È ormai imminente l’istituzione del Provveditorato regionale dell’Amministrazione penitenziaria per Umbria e Marche, con sede a Perugia, come annunciato dalla deputata del Movimento 5 Stelle Emma Pavanelli, a seguito di un’interrogazione parlamentare da lei presentata. Il Ministero della Giustizia ha confermato che i decreti attuativi sono stati approvati dai ministeri competenti e saranno adottati a breve, sancendo una svolta attesa da tempo.
La decisione arriva in un momento particolarmente critico per il sistema carcerario umbro. Secondo i dati forniti dallo stesso Ministero, nelle carceri regionali sono attualmente reclusi 1.680 detenuti, a fronte di una capienza regolamentare di 1.339 posti, con un tasso medio di affollamento pari al 130,84%. Un sovraccarico che colloca l’Umbria tra le regioni italiane con il più alto indice di pressione carceraria rispetto alla popolazione residente.
La risposta del Ministero ha anche evidenziato una significativa carenza di organico nel personale di Polizia penitenziaria, sottolineando la necessità urgente di potenziare gli istituti di Perugia, Terni, Orvieto e Spoleto. In questo contesto, Pavanelli ha rilanciato la proposta di un piano straordinario di assunzioni, che superi il mero ricambio fisiologico del turn over e consenta un rafforzamento strutturale delle risorse umane.
“È un risultato importante – afferma la deputata – ma rappresenta solo un primo passo verso una piena autonomia gestionale del sistema penitenziario umbro. Non possiamo accontentarci: continueremo a vigilare affinché alla nostra regione non venga più riservato un trattamento da area marginale, né sul piano infrastrutturale né su quello del personale”.

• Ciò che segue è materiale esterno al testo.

impl<R: UserRepository> UserService<R> {
    pub fn new(
        repository: Arc<R>,
        jwt: JwtAuth,
        notifications: NotificationService,
        config: UsersConfig,
    ) -> Self {
        Self {
            repository,
            jwt,
            notifications,
            config,
        }
    }

    /// Token verifier shared with the bearer middleware
    pub fn jwt(&self) -> &JwtAuth {
        &self.jwt
    }

    /// Create the account and start its first session
    #[instrument(skip(self, input), fields(username = %input.username))]
    pub async fn signup(&self, input: SignupRequest) -> UserResult<SignedUp> {
        input.validate()?;

        if self.repository.get_by_email(&input.email).await?.is_some() {
            return Err(UserError::DuplicateEmail);
        }
        if self
            .repository
            .get_by_username(&input.username)
            .await?
            .is_some()
        {
            return Err(UserError::DuplicateUsername);
        }

        let password_hash = credentials::hash_password(&input.password)?;
        let mut user = User::new(input, password_hash);

        let token = self
            .jwt
            .issue_token(&user.id.to_string(), &user.username)?;
        user.tokens.push(token.clone());

        let created = self.repository.create(user).await?;
        tracing::info!(user_id = %created.id, "User signed up");

        Ok(SignedUp {
            user: created.into(),
            token,
        })
    }

    #[instrument(skip(self, input))]
    pub async fn login(&self, input: LoginRequest) -> UserResult<LoggedIn> {
        let user = self
            .repository
            .get_by_email(&input.email)
            .await?
            .ok_or(UserError::EmailNotFound)?;

        if !credentials::verify_password(&input.password, &user.password_hash)? {
            tracing::info!(user_id = %user.id, "Login rejected: wrong password");
            return Err(UserError::InvalidPassword);
        }

        let token = self
            .jwt
            .issue_token(&user.id.to_string(), &user.username)?;
        if !self.repository.push_token(user.id, &token).await? {
            return Err(UserError::NotFound);
        }

        tracing::info!(user_id = %user.id, "User logged in");
        Ok(LoggedIn {
            token,
            username: user.username,
        })
    }

    /// Resolve a verified bearer session to its user.
    ///
    /// The token must still be listed on the account; logged-out tokens are rejected.
    #[instrument(skip(self, session), fields(user_id = %session.claims.sub))]
    pub async fn authenticate(&self, session: &AuthSession) -> UserResult<User> {
        let id = Uuid::parse_str(&session.claims.sub)
            .map_err(|_| UserError::Unauthorized("Invalid or expired token".to_string()))?;

        let user = self
            .repository
            .get_by_id(id)
            .await?
            .ok_or(UserError::NotFound)?;

        if !user.tokens.iter().any(|t| t == &session.token) {
            return Err(UserError::Unauthorized(
                "Session has been logged out".to_string(),
            ));
        }

        Ok(user)
    }

    #[instrument(skip(self, session))]
    pub async fn logout(&self, session: &AuthSession) -> UserResult<()> {
        let user = self.authenticate(session).await?;
        self.repository.pull_token(user.id, &session.token).await?;

        tracing::info!(user_id = %user.id, "User logged out");
        Ok(())
    }

    /// Store a one-hour reset token and mail the link in the background.
    ///
    /// Delivery failures are logged and never reach the caller.
    #[instrument(skip(self))]
    pub async fn forgot_password(&self, email: &str) -> UserResult<()> {
        let user = self
            .repository
            .get_by_email(email)
            .await?
            .ok_or(UserError::NotFound)?;

        let token = credentials::generate_reset_token();
        let expires = Utc::now() + credentials::reset_token_ttl();
        if !self
            .repository
            .set_reset_token(user.id, &token, expires)
            .await?
        {
            return Err(UserError::NotFound);
        }

        let link = self.config.reset_link(&token);
        let notifications = self.notifications.clone();
        let to = user.email;
        tokio::spawn(async move {
            match notifications.send_password_reset(&to, &link).await {
                Ok(result) => {
                    tracing::info!(message_id = %result.message_id, "Password reset email sent")
                }
                Err(e) => tracing::error!(error = %e, "Failed to send password reset email"),
            }
        });

        Ok(())
    }

    #[instrument(skip(self, token, input))]
    pub async fn reset_password(&self, token: &str, input: ResetPasswordRequest) -> UserResult<()> {
        let user = self
            .repository
            .get_by_reset_token(token)
            .await?
            .filter(|u| credentials::reset_token_valid(u.reset_password_expires, Utc::now()))
            .ok_or(UserError::InvalidResetToken)?;

        if input.password != input.confirm_password {
            return Err(UserError::PasswordMismatch);
        }

        let password_hash = credentials::hash_password(&input.password)?;
        if !self
            .repository
            .update_password(user.id, &password_hash)
            .await?
        {
            return Err(UserError::InvalidResetToken);
        }

        tracing::info!(user_id = %user.id, "Password reset");
        Ok(())
    }

    pub async fn profile(&self, session: &AuthSession) -> UserResult<ProfileResponse> {
        let user = self.authenticate(session).await?;
        Ok(ProfileResponse {
            username: user.username,
            email: user.email,
        })
    }

    pub async fn details(&self, session: &AuthSession) -> UserResult<UserResponse> {
        Ok(self.authenticate(session).await?.into())
    }

    /// Public view of a user, used when attaching owners to orders
    #[instrument(skip(self))]
    pub async fn get_user(&self, id: Uuid) -> UserResult<UserResponse> {
        self.repository
            .get_by_id(id)
            .await?
            .map(UserResponse::from)
            .ok_or(UserError::NotFound)
    }

    #[instrument(skip(self))]
    pub async fn delete_account(&self, id: Uuid) -> UserResult<()> {
        if !self.repository.delete(id).await? {
            return Err(UserError::NotFound);
        }
        Ok(())
    }

    /// Set name and date of birth, optionally storing a new profile picture
    #[instrument(skip(self, form, picture), fields(user_id = %form.user_id))]
    pub async fn update_profile(
        &self,
        form: ProfileForm,
        picture: Option<ProfilePicture>,
    ) -> UserResult<UserResponse> {
        form.validate()?;

        let id = Uuid::parse_str(form.user_id.trim())
            .map_err(|_| UserError::InvalidId(form.user_id.clone()))?;
        let dob = parse_dob(&form.dob)
            .ok_or_else(|| UserError::BadRequest("Date of birth must be a valid date".to_string()))?;

        if self.repository.get_by_id(id).await?.is_none() {
            return Err(UserError::NotFound);
        }

        let profile_pic = match picture {
            Some(picture) => Some(self.store_picture(id, picture).await?),
            None => None,
        };

        let changes = ProfileChanges {
            name: form.name.trim().to_string(),
            dob,
            profile_pic: profile_pic.clone(),
        };

        let updated = match self.repository.update_profile(id, changes).await {
            Ok(Some(user)) => return Ok(user.into()),
            Ok(None) => Err(UserError::NotFound),
            Err(e) => Err(e),
        };

        if let Some(path) = profile_pic {
            Self::discard_picture(&path).await;
        }
        updated
    }

    /// Remove an upload whose profile update did not go through
    async fn discard_picture(path: &str) {
        if let Err(e) = tokio::fs::remove_file(path).await {
            tracing::warn!(path, error = %e, "Failed to remove orphaned profile picture");
        }
    }

    async fn store_picture(&self, user_id: Uuid, picture: ProfilePicture) -> UserResult<String> {
        let extension = picture
            .file_name
            .as_deref()
            .and_then(|name| Path::new(name).extension())
            .and_then(|ext| ext.to_str())
            .filter(|ext| ext.chars().all(|c| c.is_ascii_alphanumeric()))
            .map(|ext| format!(".{}", ext.to_ascii_lowercase()))
            .unwrap_or_default();

        tokio::fs::create_dir_all(&self.config.upload_dir).await?;
        let path = self
            .config
            .upload_dir
            .join(format!("{}-{}{}", user_id, Uuid::now_v7(), extension));
        tokio::fs::write(&path, &picture.bytes).await?;

        tracing::debug!(path = %path.display(), bytes = picture.bytes.len(), "Profile picture stored");
        Ok(path.to_string_lossy().into_owned())
    }
}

L’istituzione del nuovo Provveditorato è considerata dal Movimento 5 Stelle una risposta concreta alle sollecitazioni avanzate nel corso degli ultimi anni e un atto dovuto verso un sistema che presenta criticità strutturali non più trascurabili.
La nuova struttura permetterà, nelle intenzioni, una gestione più efficiente, autonoma e mirata delle problematiche locali, contribuendo a rafforzare sicurezza, legalità e condizioni di vita dignitose tanto per i detenuti quanto per il personale penitenziario.